[Start of section]
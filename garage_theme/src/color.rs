use std::fmt;
use std::str::FromStr;

use serde::{Deserialize, Serialize};


#[derive(Clone, Copy, Debug, Default, Eq, Hash, Ord, PartialEq, PartialOrd)]
pub struct Rgb {
    // "RRGGBB" as hex
    pub r: u8,
    pub g: u8,
    pub b: u8,
}
impl Rgb {
    pub const fn new(r: u8, g: u8, b: u8) -> Self {
        Self { r, g, b }
    }

    pub const fn from_rgb_u32(rgb: u32) -> Self {
        let r = ((rgb >> 16) & 0xFF) as u8;
        let g = ((rgb >>  8) & 0xFF) as u8;
        let b = ((rgb >>  0) & 0xFF) as u8;
        Self::new(r, g, b)
    }

    /// Parses a six-digit hex color, with or without leading `#` characters.
    pub fn from_hex(hex: &str) -> Option<Self> {
        hex.trim_start_matches('#').parse().ok()
    }

    /// Formats the color as six uppercase hex digits without a leading `#`.
    pub fn to_hex(&self) -> String {
        format!("{:02X}{:02X}{:02X}", self.r, self.g, self.b)
    }
}
impl FromStr for Rgb {
    type Err = ();
    fn from_str(s: &str) -> Result<Self, Self::Err> {
        // RRGGBB; u32::from_str_radix would also take a sign
        if s.len() != 6 || !s.bytes().all(|b| b.is_ascii_hexdigit()) {
            return Err(());
        }
        let rgb_u32 = u32::from_str_radix(s, 16)
            .map_err(|_| ())?;
        Ok(Self::from_rgb_u32(rgb_u32))
    }
}
impl fmt::Display for Rgb {
    fn fmt(&self, f: &mut fmt::Formatter<'_>) -> fmt::Result {
        write!(f, "#{}", self.to_hex())
    }
}


/// What to do with color values that are not six hex digits.
#[derive(Clone, Copy, Debug, Default, Deserialize, Eq, Hash, PartialEq, Serialize)]
#[serde(rename_all = "kebab-case")]
pub enum HexPolicy {
    /// Keep the value exactly as the document states it (uppercased).
    #[default]
    PassThrough,

    /// Treat malformed values as if the role were absent.
    Strict,
}
impl HexPolicy {
    pub fn admits(&self, value: &str) -> bool {
        match self {
            Self::PassThrough => true,
            Self::Strict => value.parse::<Rgb>().is_ok(),
        }
    }
}


#[cfg(test)]
mod tests {
    use super::*;

    #[test]
    fn test_hex_round_trip() {
        for hex in ["000000", "FFFFFF", "1a2b3c", "00325C", "fed141", "7F7F7F"] {
            let rgb = Rgb::from_hex(hex).unwrap();
            assert_eq!(Rgb::new(rgb.r, rgb.g, rgb.b).to_hex(), hex.to_uppercase());
        }
    }

    #[test]
    fn test_parse_components() {
        assert_eq!(Rgb::from_hex("#1B9CD0"), Some(Rgb::new(0x1B, 0x9C, 0xD0)));
        assert_eq!(Rgb::from_hex("c81a28"), Some(Rgb::new(0xC8, 0x1A, 0x28)));
        assert_eq!(Rgb::new(0, 103, 185).to_string(), "#0067B9");
    }

    #[test]
    fn test_reject_malformed() {
        assert_eq!(Rgb::from_hex(""), None);
        assert_eq!(Rgb::from_hex("FFF"), None);
        assert_eq!(Rgb::from_hex("FFFFFFF"), None);
        assert_eq!(Rgb::from_hex("GGGGGG"), None);
        assert_eq!(Rgb::from_hex("+12345"), None);
    }

    #[test]
    fn test_hex_policy() {
        assert!(HexPolicy::PassThrough.admits("FFF"));
        assert!(HexPolicy::PassThrough.admits("not a color"));
        assert!(HexPolicy::Strict.admits("ABCDEF"));
        assert!(!HexPolicy::Strict.admits("FFF"));
        assert_eq!(HexPolicy::default(), HexPolicy::PassThrough);
    }
}
use std::fmt;

use serde::{Serialize, Serializer};
use serde::ser::SerializeMap;

use crate::theme::{ThemeColorSet, ThemeRole};


/// Names under which downstream consumers refer to the theme colors.
#[derive(Clone, Copy, Debug, Eq, Hash, Ord, PartialEq, PartialOrd)]
pub enum SemanticSlot {
    PrimaryDark,
    PrimaryLight,
    SecondaryDark,
    SecondaryLight,
    Accent1,
    Accent2,
    Accent3,
    Accent4,
    Accent5,
    Accent6,
    Hyperlink,
    FollowedHyperlink,
}
impl SemanticSlot {
    pub const ALL: [SemanticSlot; 12] = [
        Self::PrimaryDark, Self::PrimaryLight, Self::SecondaryDark, Self::SecondaryLight,
        Self::Accent1, Self::Accent2, Self::Accent3, Self::Accent4, Self::Accent5, Self::Accent6,
        Self::Hyperlink, Self::FollowedHyperlink,
    ];

    pub const fn as_str(&self) -> &'static str {
        match self {
            Self::PrimaryDark => "primary_dark",
            Self::PrimaryLight => "primary_light",
            Self::SecondaryDark => "secondary_dark",
            Self::SecondaryLight => "secondary_light",
            Self::Accent1 => "accent1",
            Self::Accent2 => "accent2",
            Self::Accent3 => "accent3",
            Self::Accent4 => "accent4",
            Self::Accent5 => "accent5",
            Self::Accent6 => "accent6",
            Self::Hyperlink => "hyperlink",
            Self::FollowedHyperlink => "followed_hyperlink",
        }
    }

    /// The theme role this slot is filled from.
    pub const fn theme_role(&self) -> ThemeRole {
        match self {
            Self::PrimaryDark => ThemeRole::Dark1,
            Self::PrimaryLight => ThemeRole::Light1,
            Self::SecondaryDark => ThemeRole::Dark2,
            Self::SecondaryLight => ThemeRole::Light2,
            Self::Accent1 => ThemeRole::Accent1,
            Self::Accent2 => ThemeRole::Accent2,
            Self::Accent3 => ThemeRole::Accent3,
            Self::Accent4 => ThemeRole::Accent4,
            Self::Accent5 => ThemeRole::Accent5,
            Self::Accent6 => ThemeRole::Accent6,
            Self::Hyperlink => ThemeRole::Hyperlink,
            Self::FollowedHyperlink => ThemeRole::FollowedHyperlink,
        }
    }

    /// The value used when the theme does not define the slot's role (the classic Office palette).
    pub const fn default_hex(&self) -> &'static str {
        match self {
            Self::PrimaryDark => "000000",
            Self::PrimaryLight => "FFFFFF",
            Self::SecondaryDark => "1F497D",
            Self::SecondaryLight => "EEECE1",
            Self::Accent1 => "4F81BD",
            Self::Accent2 => "C0504D",
            Self::Accent3 => "9BBB59",
            Self::Accent4 => "8064A2",
            Self::Accent5 => "4BACC6",
            Self::Accent6 => "F79646",
            Self::Hyperlink => "0000FF",
            Self::FollowedHyperlink => "800080",
        }
    }

    const fn index(&self) -> usize {
        *self as usize
    }
}
impl fmt::Display for SemanticSlot {
    fn fmt(&self, f: &mut fmt::Formatter<'_>) -> fmt::Result {
        write!(f, "{}", self.as_str())
    }
}


/// A value for every semantic slot.
#[derive(Clone, Debug, Eq, Hash, PartialEq)]
pub struct SemanticColorMap {
    values: [String; 12],
}
impl SemanticColorMap {
    pub fn from_theme_colors(colors: &ThemeColorSet) -> Self {
        let values = SemanticSlot::ALL.map(|slot|
            colors.get(slot.theme_role())
                .unwrap_or(slot.default_hex())
                .to_owned()
        );
        Self { values }
    }

    pub fn get(&self, slot: SemanticSlot) -> &str {
        &self.values[slot.index()]
    }

    pub fn iter(&self) -> impl Iterator<Item = (SemanticSlot, &str)> + '_ {
        SemanticSlot::ALL.into_iter()
            .map(|slot| (slot, self.get(slot)))
    }

    pub fn accent_palette(&self) -> AccentPalette {
        AccentPalette {
            accents: [
                SemanticSlot::Accent1, SemanticSlot::Accent2, SemanticSlot::Accent3,
                SemanticSlot::Accent4, SemanticSlot::Accent5, SemanticSlot::Accent6,
            ].map(|slot| format!("#{}", self.get(slot))),
        }
    }
}
impl Default for SemanticColorMap {
    fn default() -> Self {
        Self::from_theme_colors(&ThemeColorSet::new())
    }
}
impl Serialize for SemanticColorMap {
    fn serialize<S: Serializer>(&self, serializer: S) -> Result<S::Ok, S::Error> {
        let mut map = serializer.serialize_map(Some(self.values.len()))?;
        for (slot, value) in self.iter() {
            map.serialize_entry(slot.as_str(), value)?;
        }
        map.end()
    }
}


/// The six accent colors, `#`-prefixed, in `accent1` to `accent6` order.
#[derive(Clone, Debug, Eq, Hash, PartialEq)]
pub struct AccentPalette {
    accents: [String; 6],
}
impl AccentPalette {
    /// Obtains an accent by index; any index is wrapped around onto the six accents.
    pub fn get(&self, index: i64) -> &str {
        let len = self.accents.len() as i64;
        &self.accents[index.rem_euclid(len) as usize]
    }

    pub fn as_slice(&self) -> &[String] {
        &self.accents
    }
}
[End of section]
• **Problem requirements**: Your answer should consist of every line from the entries that holds "write".

• **Answer for this exercise**:
        write!(f, "#{}", self.to_hex())
        write!(f, "{}", self.as_str())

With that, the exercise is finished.